The ADAAA and the proposed regulation require that an employer show that a challenged qualification standard based on uncorrected vision is job-related and consistent with business necessity regardless of whether the person challenging the standard has a disability. The Appendix points out that most individuals who are screened out of a job because they cannot meet an uncorrected vision standard will meet the “regarded as” definition of “disability.” (See proposed regulation section 1630.10(b) and its corresponding Appendix section.)
24. Does the ADAAA change the definitions of “qualified,” “direct threat,” “reasonable accommodation,” and “undue hardship,” or does it change who has the burden of proof in demonstrating any of these requirements?
No. Most of the ADAAA’s changes only affect the definition of “disability.” None of the key ADA terms listed above, or the burdens of proof applicable to each one, have changed. The only change affecting the reasonable accommodation obligation is that an employer does not have to provide one to an individual who only meets the “regarded as” definition of disability.

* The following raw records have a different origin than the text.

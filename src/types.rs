use std::fmt;

/// A type reference, as written in the IDL (e.g. `const unsigned char*`).
#[derive(Clone, Debug, PartialEq, Eq, Hash)]
pub struct TypeInfo {
    /// The base name, possibly `::`-qualified or a two-word compound such as
    /// `unsigned int`.
    pub base_type: String,
    pub pointer_depth: u32,
    pub is_const: bool,
    pub is_reference: bool,
}

impl TypeInfo {
    pub fn named(base_type: impl Into<String>) -> TypeInfo {
        TypeInfo {
            base_type: base_type.into(),
            pointer_depth: 0,
            is_const: false,
            is_reference: false,
        }
    }

    pub fn pointer_to(base_type: impl Into<String>, depth: u32) -> TypeInfo {
        TypeInfo {
            pointer_depth: depth,
            ..TypeInfo::named(base_type)
        }
    }

    pub fn is_void(&self) -> bool {
        self.base_type == "void" && self.pointer_depth == 0
    }

    pub fn is_pointer(&self) -> bool {
        self.pointer_depth > 0
    }

    pub fn primitive(&self) -> Option<Primitive> {
        PRIMITIVES.get(self.base_type.as_str()).copied()
    }

    /// `const char*` (and pointers to it) are treated as strings.
    pub fn is_c_string(&self) -> bool {
        self.is_const && self.pointer_depth >= 1 && self.base_type == "char"
    }

    /// The unqualified name (`Das::Foo::Bar` -> `Bar`).
    pub fn unqualified(&self) -> &str {
        split_qualified(&self.base_type).1
    }
}

impl fmt::Display for TypeInfo {
    fn fmt(&self, f: &mut fmt::Formatter<'_>) -> fmt::Result {
        if self.is_const {
            f.write_str("const ")?;
        }
        f.write_str(&self.base_type)?;
        for _ in 0..self.pointer_depth {
            f.write_str("*")?;
        }
        if self.is_reference {
            f.write_str("&")?;
        }
        Ok(())
    }
}

/// Splits `A::B::C` into (`Some("A::B")`, `C`).
pub fn split_qualified(name: &str) -> (Option<&str>, &str) {
    match name.rsplit_once("::") {
        Some((namespace, name)) => (Some(namespace), name),
        None => (None, name),
    }
}

/// Interfaces are recognized by the naming convention: an `I` followed by an
/// uppercase letter.
pub fn is_interface_name(name: &str) -> bool {
    let mut chars = split_qualified(name).1.chars();
    chars.next() == Some('I') && chars.next().is_some_and(|c| c.is_ascii_uppercase())
}

/// A type with a fixed wire encoding.
#[derive(Copy, Clone, Debug, PartialEq, Eq, Hash)]
pub enum Primitive {
    Void,
    Bool,
    I8,
    I16,
    I32,
    I64,
    U8,
    U16,
    U32,
    U64,
    F32,
    F64,
    /// `DasResult`, a signed status code.
    Status,
    /// `DasGuid`, 16 raw bytes.
    Guid,
    /// A length-prefixed UTF-8 string.
    String,
}

impl Primitive {
    /// The Rust type used for a value of this primitive. Runtime types are
    /// prefixed with `rt::`.
    pub fn rust_type(self) -> &'static str {
        use Primitive::*;
        match self {
            Void => "()",
            Bool => "bool",
            I8 => "i8",
            I16 => "i16",
            I32 => "i32",
            I64 => "i64",
            U8 => "u8",
            U16 => "u16",
            U32 => "u32",
            U64 => "u64",
            F32 => "f32",
            F64 => "f64",
            Status => "rt::Status",
            Guid => "rt::Guid",
            String => "String",
        }
    }

    pub fn is_byte(self) -> bool {
        matches!(self, Primitive::I8 | Primitive::U8)
    }
}

pub static PRIMITIVES: phf::Map<&'static str, Primitive> = phf::phf_map! {
    "void" => Primitive::Void,
    "bool" => Primitive::Bool,
    "DasBool" => Primitive::Bool,
    "char" => Primitive::I8,
    "int8" => Primitive::I8,
    "int8_t" => Primitive::I8,
    "signed char" => Primitive::I8,
    "unsigned char" => Primitive::U8,
    "uint8" => Primitive::U8,
    "uint8_t" => Primitive::U8,
    "short" => Primitive::I16,
    "int16" => Primitive::I16,
    "int16_t" => Primitive::I16,
    "signed short" => Primitive::I16,
    "unsigned short" => Primitive::U16,
    "uint16" => Primitive::U16,
    "uint16_t" => Primitive::U16,
    "int" => Primitive::I32,
    "int32" => Primitive::I32,
    "int32_t" => Primitive::I32,
    "long" => Primitive::I32,
    "signed int" => Primitive::I32,
    "signed long" => Primitive::I32,
    "uint" => Primitive::U32,
    "uint32" => Primitive::U32,
    "uint32_t" => Primitive::U32,
    "unsigned int" => Primitive::U32,
    "unsigned long" => Primitive::U32,
    "int64" => Primitive::I64,
    "int64_t" => Primitive::I64,
    "uint64" => Primitive::U64,
    "uint64_t" => Primitive::U64,
    "size_t" => Primitive::U64,
    "float" => Primitive::F32,
    "double" => Primitive::F64,
    "DasResult" => Primitive::Status,
    "DasGuid" => Primitive::Guid,
    "string" => Primitive::String,
    "DasString" => Primitive::String,
    "DasReadOnlyString" => Primitive::String,
    "IDasReadOnlyString" => Primitive::String,
};

/// The base types a struct field may have. Structs must have a fixed layout,
/// which rules out strings, interfaces and other structs.
pub static STRUCT_FIELD_TYPES: phf::Set<&'static str> = phf::phf_set! {
    "bool",
    "int", "int8", "int16", "int32", "int64",
    "uint8", "uint16", "uint32", "uint64",
    "float", "double",
    "char", "size_t",
    "int8_t", "int16_t", "int32_t", "int64_t",
    "uint8_t", "uint16_t", "uint32_t", "uint64_t",
    "unsigned char", "unsigned int", "unsigned short", "unsigned long",
    "signed char", "signed int", "signed short", "signed long",
};

/// Whether a field of the given type may appear in a struct.
pub fn is_struct_field_type(ty: &TypeInfo) -> bool {
    !ty.is_pointer() && !ty.is_reference && STRUCT_FIELD_TYPES.contains(ty.base_type.as_str())
}

/// What a base type name refers to, once resolved.
#[derive(Copy, Clone, Debug, PartialEq, Eq)]
pub enum TypeKind {
    Primitive(Primitive),
    Enum,
    Struct,
    Interface,
    Unknown,
}

impl fmt::Display for TypeKind {
    fn fmt(&self, f: &mut fmt::Formatter<'_>) -> fmt::Result {
        match self {
            TypeKind::Primitive(_) => f.write_str("primitive"),
            TypeKind::Enum => f.write_str("enum"),
            TypeKind::Struct => f.write_str("struct"),
            TypeKind::Interface => f.write_str("interface"),
            TypeKind::Unknown => f.write_str("unknown type"),
        }
    }
}

#[cfg(test)]
mod tests {
    use super::*;

    #[test]
    fn test_interface_naming_convention() {
        assert!(is_interface_name("IFoo"));
        assert!(is_interface_name("IDasBase"));
        assert!(is_interface_name("Das::Api::IFoo"));
        assert!(!is_interface_name("Image"));
        assert!(!is_interface_name("I"));
        assert!(!is_interface_name("Iota"));
    }

    #[test]
    fn test_primitive_lookup() {
        assert_eq!(TypeInfo::named("int32").primitive(), Some(Primitive::I32));
        assert_eq!(
            TypeInfo::named("unsigned char").primitive(),
            Some(Primitive::U8)
        );
        assert_eq!(TypeInfo::named("size_t").primitive(), Some(Primitive::U64));
        assert_eq!(
            TypeInfo::named("DasResult").primitive(),
            Some(Primitive::Status)
        );
        assert_eq!(TypeInfo::named("IFoo").primitive(), None);
    }

    #[test]
    fn test_struct_field_types() {
        assert!(is_struct_field_type(&TypeInfo::named("int32")));
        assert!(is_struct_field_type(&TypeInfo::named("unsigned long")));
        assert!(!is_struct_field_type(&TypeInfo::named("IFoo")));
        assert!(!is_struct_field_type(&TypeInfo::named("string")));
        assert!(!is_struct_field_type(&TypeInfo::pointer_to("int32", 1)));
    }

    #[test]
    fn test_display() {
        let ty = TypeInfo {
            base_type: "unsigned char".into(),
            pointer_depth: 2,
            is_const: true,
            is_reference: true,
        };
        assert_eq!(ty.to_string(), "const unsigned char**&");
        assert_eq!(TypeInfo::named("Das::Foo").unqualified(), "Foo");
    }
}
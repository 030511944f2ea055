use std::{
    error::Error,
    fs,
    path::{Path, PathBuf},
    process::ExitCode,
};

use clap::Parser;
use rpcidl::{
    codegen::{self, metadata::InterfaceMetadata},
    driver,
    parser::{self, ParseOptions},
    resolve::FsLoader,
    util::tree,
};

#[derive(Parser)]
#[clap(version, about)]
struct Cli {
    #[clap(value_parser, required = true, help = "The IDL files to compile")]
    inputs: Vec<PathBuf>,

    #[clap(short, long, default_value = ".", help = "Where to write generated code")]
    out_dir: PathBuf,

    #[clap(long, help = "Also write a JSON description of every interface here")]
    metadata_dir: Option<PathBuf>,

    #[clap(long, help = "Also write each proxy and stub as a standalone file")]
    split: bool,

    #[clap(
        long,
        default_value = "crate",
        help = "The module path the bundle is included at"
    )]
    root_path: String,

    #[clap(long, default_value = "::rpcidl::runtime", help = "The path of the runtime module")]
    runtime_path: String,

    #[clap(long, help = "Skip unrecognized characters instead of failing")]
    lenient: bool,

    #[clap(long, help = "Print the parsed documents instead of generating code")]
    print_tree: bool,
}

fn main() -> ExitCode {
    let cli = Cli::parse();
    match run(&cli) {
        Ok(()) => ExitCode::SUCCESS,
        Err(error) => {
            eprintln!("error: {error}");
            ExitCode::FAILURE
        }
    }
}

fn run(cli: &Cli) -> Result<(), Box<dyn Error>> {
    let parse_options = if cli.lenient {
        ParseOptions::lenient()
    } else {
        ParseOptions::default()
    };

    if cli.print_tree {
        for input in &cli.inputs {
            let src = fs::read_to_string(input)?;
            let document = parser::parse_document_with(&src, parse_options)?;
            println!("{}:", input.display());
            tree::print_document(&mut std::io::stdout().lock(), &document)?;
        }
        return Ok(());
    }

    let options = codegen::Options {
        root_path: cli.root_path.clone(),
        runtime_path: cli.runtime_path.clone(),
    };
    let compiled = driver::compile(FsLoader, &cli.inputs, parse_options, &options)?;
    for diagnostic in &compiled.diagnostics {
        eprintln!("{diagnostic}");
    }

    write(&cli.out_dir.join("bundle.rs"), &compiled.output.bundle)?;
    if cli.split {
        for artifact in &compiled.output.artifacts {
            write(&cli.out_dir.join(&artifact.path), &artifact.contents)?;
        }
    }
    if let Some(dir) = &cli.metadata_dir {
        for plan in &compiled.output.interfaces {
            let metadata = InterfaceMetadata::of(plan);
            write(&dir.join(metadata.file_name()), &metadata.to_json()?)?;
        }
    }
    Ok(())
}

fn write(path: &Path, contents: &str) -> Result<(), Box<dyn Error>> {
    if let Some(parent) = path.parent() {
        fs::create_dir_all(parent)?;
    }
    fs::write(path, contents)?;
    eprintln!("Generated: {}", path.display());
    Ok(())
}
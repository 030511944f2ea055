//! `ordered.idl` and `swapped.idl` declare the same interface with its two
//! methods in opposite order. Calls are routed by position, so the two builds
//! share an interface id yet disagree on what each ordinal means.

use e2e::generated::{ordered, swapped};
use pretty_assertions::assert_eq;
use rpcidl::runtime::{Dispatch, Loopback, ObjectId, Status};

struct Fixed;

impl ordered::IPair for Fixed {
    fn first(&self, value: &mut i32) -> Status {
        *value = 1;
        Status::OK
    }

    fn second(&self, value: &mut i32) -> Status {
        *value = 2;
        Status::OK
    }
}

impl swapped::IPair for Fixed {
    fn second(&self, value: &mut i32) -> Status {
        *value = 2;
        Status::OK
    }

    fn first(&self, value: &mut i32) -> Status {
        *value = 1;
        Status::OK
    }
}

fn value_at(stub: &impl Dispatch, ordinal: u16) -> Vec<u8> {
    let mut response = [0; 16];
    let len = stub.dispatch(ordinal, &[], &mut response);
    response[..len].to_vec()
}

fn reply_with(value: i32) -> Vec<u8> {
    [0i32, value].iter().flat_map(|v| v.to_le_bytes()).collect()
}

#[test]
fn test_interface_id_ignores_method_order() {
    assert_eq!(ordered::pair::INTERFACE_ID, swapped::pair::INTERFACE_ID);
}

#[test]
fn test_dispatch_routes_by_position() {
    let ordered = ordered::PairStub::new(Fixed);
    let swapped = swapped::PairStub::new(Fixed);
    assert_eq!(value_at(&ordered, 0), reply_with(1));
    assert_eq!(value_at(&swapped, 0), reply_with(2));
    assert_eq!(value_at(&ordered, 1), reply_with(2));
    assert_eq!(value_at(&swapped, 1), reply_with(1));
}

#[test]
fn test_mismatched_builds_call_the_wrong_method() {
    use ordered::PairClient;

    let stub = swapped::PairStub::new(Fixed);
    let proxy = ordered::PairProxy::remote(Loopback::new(stub), &ObjectId(1));
    let mut value = 0;
    assert_eq!(proxy.first(&mut value), Status::OK);
    assert_eq!(value, 2);
}
//! Support code used by generated proxies and stubs.
//!
//! Generated modules refer to this module as `rt`.

mod call;
mod dispatch;
mod status;
mod wire;

pub use call::{Local, ObjectHandle, Remote, Reply, RequestHeader, Transport};
pub use dispatch::{copy_response, Dispatch, Loopback, MethodMetadata};
pub use status::Status;
pub use wire::{Guid, ObjectId, Wire, WireError, WireReader, WireWriter};
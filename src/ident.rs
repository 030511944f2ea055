//! Stable 32-bit identifiers, derived with FNV-1a.
//!
//! Interface identifiers are part of the wire protocol. Method hashes are
//! only carried for diagnostics; calls are routed by method ordinal.

pub const FNV_OFFSET_BASIS: u32 = 0x811c_9dc5;
pub const FNV_PRIME: u32 = 0x0100_0193;

/// 32-bit FNV-1a over the provided bytes.
pub const fn fnv1a(bytes: &[u8]) -> u32 {
    let mut hash = FNV_OFFSET_BASIS;
    let mut i = 0;
    while i < bytes.len() {
        hash ^= bytes[i] as u32;
        hash = hash.wrapping_mul(FNV_PRIME);
        i += 1;
    }
    hash
}

/// Derives the interface identifier from its unique id.
///
/// Braces are ignored and hex digits are case-insensitive, so
/// `{abcdef12-...}` and `ABCDEF12-...` yield the same identifier.
pub fn interface_id(uuid: &str) -> u32 {
    let mut hash = FNV_OFFSET_BASIS;
    for byte in uuid.bytes().filter(|b| !matches!(b, b'{' | b'}')) {
        hash ^= u32::from(byte.to_ascii_uppercase());
        hash = hash.wrapping_mul(FNV_PRIME);
    }
    hash
}

/// The diagnostic hash of `<interface>::<method>`.
pub fn method_hash(interface: &str, method: &str) -> u32 {
    fnv1a(format!("{interface}::{method}").as_bytes())
}

#[cfg(test)]
mod tests {
    use super::*;

    #[test]
    fn test_fnv1a_reference_values() {
        assert_eq!(fnv1a(b""), 0x811c_9dc5);
        assert_eq!(fnv1a(b"a"), 0xe40c_292c);
        assert_eq!(fnv1a(b"foobar"), 0xbf9c_f968);
    }

    #[test]
    fn test_interface_id_ignores_case_and_braces() {
        let upper = interface_id("ABCDEF12-0000-0000-0000-000000000000");
        let lower = interface_id("abcdef12-0000-0000-0000-000000000000");
        let braced = interface_id("{abcdef12-0000-0000-0000-000000000000}");
        assert_eq!(upper, lower);
        assert_eq!(upper, braced);
        assert_eq!(upper, fnv1a(b"ABCDEF12-0000-0000-0000-000000000000"));
        assert_ne!(upper, interface_id("ABCDEF13-0000-0000-0000-000000000000"));
    }

    #[test]
    fn test_method_hash_is_over_qualified_name() {
        assert_eq!(method_hash("IExample", "Add"), fnv1a(b"IExample::Add"));
        assert_ne!(method_hash("IExample", "Add"), method_hash("IOther", "Add"));
    }
}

25. Do any of the ADAAA’s changes affect workers’ compensation laws or Federal and State disability benefit programs?
No. The ADAAA and the proposed regulation specifically state that none of its changes alter the standards for determining eligibility for benefits under State workers’ compensation laws or under Federal and State disability benefit programs. (See proposed regulation section 1630.1(c)(3) and its corresponding Appendix section.)
26. Can a non-disabled individual bring an ADA claim of discrimination for being denied an employment opportunity or a reasonable accommodation because of lack of a disability?
No. The ADA does not protect an individual who is denied an employment opportunity or a reasonable accommodation because she does not have a disability. (See proposed regulation section 1630.4(b) and its corresponding Appendix section.)
27. Will the EEOC be updating all of the ADA-related publications on its website to be consistent with the ADAAA proposed regulation?
No. The proposed regulation may undergo changes as a result of the public comment period so it would be premature for EEOC to make changes to its ADA publications at this time. After EEOC issues a final regulation, it will update all of its ADA-related publications to ensure they are consistent with the changes made by the final ADAAA regulation. All ADA and Rehabilitation Act-related documents on EEOC’s website will clearly state when changes are made. Currently, all of these documents contain notices about the ADAAA indicating that some of the material in the documents may no longer reflect the law.
However, most of the EEOC’s documents (or most of the content in a particular document) are still correct, because almost all of the ADAAA’s changes affect only the definition of disability. Therefore, EEOC’s guidances and fact sheets addressing other issues – including the meaning of qualified, essential functions, reasonable accommodation, and direct threat – do not need to be changed.
28. What happens once the proposed regulation has been published in the Federal Register?
There is a 60-day period in which the public may submit comments to EEOC about the proposed regulation. At the end of this period, EEOC will evaluate all of the comments and make revisions in response to those comments. A proposed final regulation will then be sent to the Office of Management and Budget pursuant to Executive Order 12866. As part of this process, the proposed final regulation will be coordinated with certain federal agencies before a final regulation is published in the Federal Register.
This page was last modified on September 23, 2009.